The main subtlety was that the exposed lot combined the properties of a work of digital art and NFT (Non-Fungible Token). NFT art has already been sold, but earlier it was more likely about specialized platforms for gurus of cryptocurrencies, blockchains, and something like that. Now one of the world's leading and most traditional auction houses has opened its doors to token art, the auction house usually associated with canvases in gilded frames, tuxedos, evening gowns, and the sound of the auction hammer.

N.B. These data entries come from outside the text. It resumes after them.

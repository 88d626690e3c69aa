//! Walks a compiled document and writes its output.
//!
//! The [`Renderer`] dispatches on block kind: text and whitespace spans are
//! copied, expressions are resolved and escaped, partials render their own
//! document, and block tags are handed to the [`BlockRenderer`] their
//! descriptor names. Helpers registered under a name take precedence over
//! path resolution for expressions, sub-expressions and implicit blocks.
//!
//! [`BlockRenderer`]: crate::renderers::BlockRenderer

use std::sync::Arc;

use indexmap::IndexMap;
use log::{trace, warn};

use whisker_core::{Value, html::escape_html, operator::OperatorRegistry};
use whisker_parser::{
    Block, BlockKind, Document, Node, NodeId, SpanKind, SpanNode, TagDescriptor,
    tags::renderer,
};

use crate::{
    context::RenderContext,
    error::RenderError,
    helper::HelperOptions,
    registry::{Partial, Registry},
    resolve::{Resolver, resolve},
};

static NULL: Value = Value::Null;

/// Everything a render pass reads besides the document.
pub(crate) struct Environment<'a> {
    pub(crate) registry: &'a Registry,
    pub(crate) escape_html: bool,
    pub(crate) resolver: Option<&'a Resolver<'a>>,
}

/// Positional and `key=value` arguments of a tag.
#[derive(Debug, Clone, Default)]
pub struct Arguments {
    positional: Vec<Value>,
    parameters: IndexMap<String, Value>,
}

impl Arguments {
    pub fn positional(&self) -> &[Value] {
        &self.positional
    }

    pub fn parameters(&self) -> &IndexMap<String, Value> {
        &self.parameters
    }

    /// The first positional argument, or null.
    pub fn first(&self) -> &Value {
        self.positional.first().unwrap_or(&NULL)
    }
}

#[derive(Clone, Copy)]
pub(crate) struct Renderer<'a> {
    document: &'a Document,
    env: &'a Environment<'a>,
}

impl<'a> Renderer<'a> {
    pub(crate) fn new(document: &'a Document, env: &'a Environment<'a>) -> Self {
        Self { document, env }
    }

    pub(crate) fn render_document(
        &self,
        context: &RenderContext<'_>,
        out: &mut String,
    ) -> Result<(), RenderError> {
        self.render_nodes(self.document.children(self.document.root()), context, out)
    }

    pub(crate) fn render_nodes(
        &self,
        nodes: &[NodeId],
        context: &RenderContext<'_>,
        out: &mut String,
    ) -> Result<(), RenderError> {
        for &id in nodes {
            self.render_node(id, context, out)?;
        }
        Ok(())
    }

    fn render_node(
        &self,
        id: NodeId,
        context: &RenderContext<'_>,
        out: &mut String,
    ) -> Result<(), RenderError> {
        let document: &'a Document = self.document;
        let Some(node) = document.node(id) else {
            return Ok(());
        };
        match node {
            Node::Span(span) => {
                render_span(span, out);
                Ok(())
            }
            Node::Block(block) => match block.kind() {
                BlockKind::Tag => self.render_tag(id, block, context, out),
                BlockKind::Expression => self.render_expression(id, block, context, out),
                BlockKind::Partial => self.render_partial(id, block, context, out),
                BlockKind::Document => self.render_nodes(block.children(), context, out),
                // Separators outside a block and comments render nothing.
                BlockKind::TagElement
                | BlockKind::ExpressionBody
                | BlockKind::SubExpression
                | BlockKind::Comment => Ok(()),
            },
        }
    }

    fn render_expression(
        &self,
        id: NodeId,
        block: &Block,
        context: &RenderContext<'_>,
        out: &mut String,
    ) -> Result<(), RenderError> {
        let name = block.name().unwrap_or_default();
        if self.env.registry.helper(name).is_some() {
            let arguments = self.arguments(id, context)?;
            let value = self.call_helper(name, arguments, context, &[])?;
            out.push_str(&value.to_string());
            return Ok(());
        }

        let Some(expression) = self.expression_span(id) else {
            return Ok(());
        };
        let value = resolve(expression.symbols(), context, self.env.resolver);
        self.write_value(&value, self.is_raw(id), out);
        Ok(())
    }

    fn write_value(&self, value: &Value, raw: bool, out: &mut String) {
        match value {
            Value::Null => {}
            Value::Safe(text) => out.push_str(text),
            _ => {
                let text = value.to_string();
                if raw || !self.env.escape_html {
                    out.push_str(&text);
                } else {
                    out.push_str(&escape_html(&text));
                }
            }
        }
    }

    /// Whether an expression opened with `{{{` or `{{&`.
    fn is_raw(&self, id: NodeId) -> bool {
        self.document.children(id).iter().any(|&child| {
            self.document.span(child).is_some_and(|span| {
                span.kind() == SpanKind::MetaCode && matches!(span.content(), "{{{" | "&")
            })
        })
    }

    fn render_partial(
        &self,
        id: NodeId,
        block: &Block,
        context: &RenderContext<'_>,
        out: &mut String,
    ) -> Result<(), RenderError> {
        let name = block.name().unwrap_or_default();
        let registry: &'a Registry = self.env.registry;
        let partial = registry
            .partial(name)
            .ok_or_else(|| RenderError::UnknownPartial(name.to_string()))?;
        let arguments = self.arguments(id, context)?;

        let scope;
        let context = match arguments.positional() {
            [model] => {
                scope = context.scope(model.clone());
                &scope
            }
            _ => context,
        };

        trace!(partial = name; "Rendering partial");
        match partial {
            Partial::Template(document) => {
                Renderer::new(document, self.env).render_document(context, out)
            }
            Partial::Function(function) => {
                out.push_str(&function(context.model())?);
                Ok(())
            }
        }
    }

    fn render_tag(
        &self,
        id: NodeId,
        block: &'a Block,
        context: &RenderContext<'_>,
        out: &mut String,
    ) -> Result<(), RenderError> {
        let Some(descriptor) = block.descriptor() else {
            return Ok(());
        };
        let name = block.name().unwrap_or_default();
        let tag = TagBlock::new(*self, id, name, descriptor, context)?;

        if descriptor.is_implicit() && self.env.registry.helper(name).is_some() {
            let value = self.call_helper(name, tag.arguments.clone(), context, tag.content())?;
            out.push_str(&value.to_string());
            return Ok(());
        }

        let registry: &'a Registry = self.env.registry;
        let Some(block_renderer) = registry
            .renderer(descriptor.renderer())
            .or_else(|| registry.renderer(renderer::IMPLICIT))
        else {
            warn!(tag = name, renderer = descriptor.renderer(); "No renderer registered");
            return Ok(());
        };

        validate(name, descriptor, &tag.arguments)?;
        trace!(tag = name, renderer = descriptor.renderer(); "Rendering tag");
        block_renderer.render(&tag, context, out)
    }

    /// Evaluate a parenthesized call to a value.
    fn evaluate_sub_expression(
        &self,
        id: NodeId,
        block: &Block,
        context: &RenderContext<'_>,
    ) -> Result<Value, RenderError> {
        let name = block.name().unwrap_or_default();
        if self.env.registry.helper(name).is_some() {
            let arguments = self.arguments(id, context)?;
            return self.call_helper(name, arguments, context, &[]);
        }
        Ok(self
            .expression_span(id)
            .map(|span| resolve(span.symbols(), context, self.env.resolver))
            .unwrap_or_default())
    }

    pub(crate) fn call_helper(
        &self,
        name: &str,
        arguments: Arguments,
        context: &RenderContext<'_>,
        children: &'a [NodeId],
    ) -> Result<Value, RenderError> {
        let helper = self
            .env
            .registry
            .helper(name)
            .ok_or_else(|| RenderError::UnknownHelper(name.to_string()))?;
        trace!(helper = name, arguments = arguments.positional().len(); "Calling helper");

        let options = HelperOptions::new(name, arguments, *self, context, children);
        helper(&options)
    }

    /// Gather the arguments inside the body of `element`.
    ///
    /// A `key=` whose value is a sub-expression takes the value of the
    /// sub-expression that follows it. Repeated keys keep the last value.
    pub(crate) fn arguments(
        &self,
        element: NodeId,
        context: &RenderContext<'_>,
    ) -> Result<Arguments, RenderError> {
        let mut arguments = Arguments::default();
        let Some(body) = self.body(element) else {
            return Ok(arguments);
        };

        let mut pending: Option<String> = None;
        for &child in self.document.children(body) {
            match self.document.node(child) {
                Some(Node::Span(span)) => match span.kind() {
                    SpanKind::Parameter => {
                        if let Some(key) = pending.take() {
                            arguments.parameters.insert(key, Value::Null);
                        }
                        let value = resolve(span.symbols(), context, self.env.resolver);
                        arguments.positional.push(value);
                    }
                    SpanKind::Map => {
                        let symbols = span.symbols();
                        let key = symbols
                            .first()
                            .map(|symbol| symbol.content().to_string())
                            .unwrap_or_default();
                        match symbols.get(2..) {
                            Some(value) if !value.is_empty() => {
                                let value = resolve(value, context, self.env.resolver);
                                arguments.parameters.insert(key, value);
                            }
                            _ => pending = Some(key),
                        }
                    }
                    _ => {}
                },
                Some(Node::Block(block)) if block.kind() == BlockKind::SubExpression => {
                    let value = self.evaluate_sub_expression(child, block, context)?;
                    match pending.take() {
                        Some(key) => {
                            arguments.parameters.insert(key, value);
                        }
                        None => arguments.positional.push(value),
                    }
                }
                _ => {}
            }
        }
        if let Some(key) = pending {
            arguments.parameters.insert(key, Value::Null);
        }
        Ok(arguments)
    }

    /// The expression body directly inside `id`.
    fn body(&self, id: NodeId) -> Option<NodeId> {
        self.document.children(id).iter().copied().find(|&child| {
            self.document
                .block(child)
                .is_some_and(|block| block.kind() == BlockKind::ExpressionBody)
        })
    }

    /// The name span of the expression body directly inside `id`.
    fn expression_span(&self, id: NodeId) -> Option<&'a SpanNode> {
        let document: &'a Document = self.document;
        let body = self.body(id)?;
        document
            .children(body)
            .iter()
            .filter_map(|&child| document.span(child))
            .find(|span| span.kind() == SpanKind::Expression)
    }

    fn is_negated(&self, element: NodeId) -> bool {
        self.document.children(element).iter().any(|&child| {
            self.document
                .span(child)
                .is_some_and(|span| span.kind() == SpanKind::MetaCode && span.content() == "^")
        })
    }
}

Christie's made the first step towards tokenization by selling the work of Robert Alice "Block 21 (42.36433 ° N, -71.26189 ° E)" in October, 2020. A round canvas, covered with 322,048 digits of the original bitcoin code of Satoshi Nakamoto, was sold as part of the usual auction of the post-world war and contemporary art for US$131 thousand, while it had been estimated in US$12-18 thousand. Though the canvas was not just a painting with digits: the digital NFT version was also its integral part. Having seen that there was a demand for the NFT art (recall that the work by Robert Alice exceeded the estimate value by almost 10 times), Christie’s went even further and put up for auction the work by Beeple, which existed only in the NFT format. It was a huge digital “collage” of 5,000,000 original photographs that Beeple took every day for 13 years, starting with May 1, 2007. Hence, when buying the lot, the new owner received an encrypted file with the oeuvre, and information about that transaction entered the blockchain.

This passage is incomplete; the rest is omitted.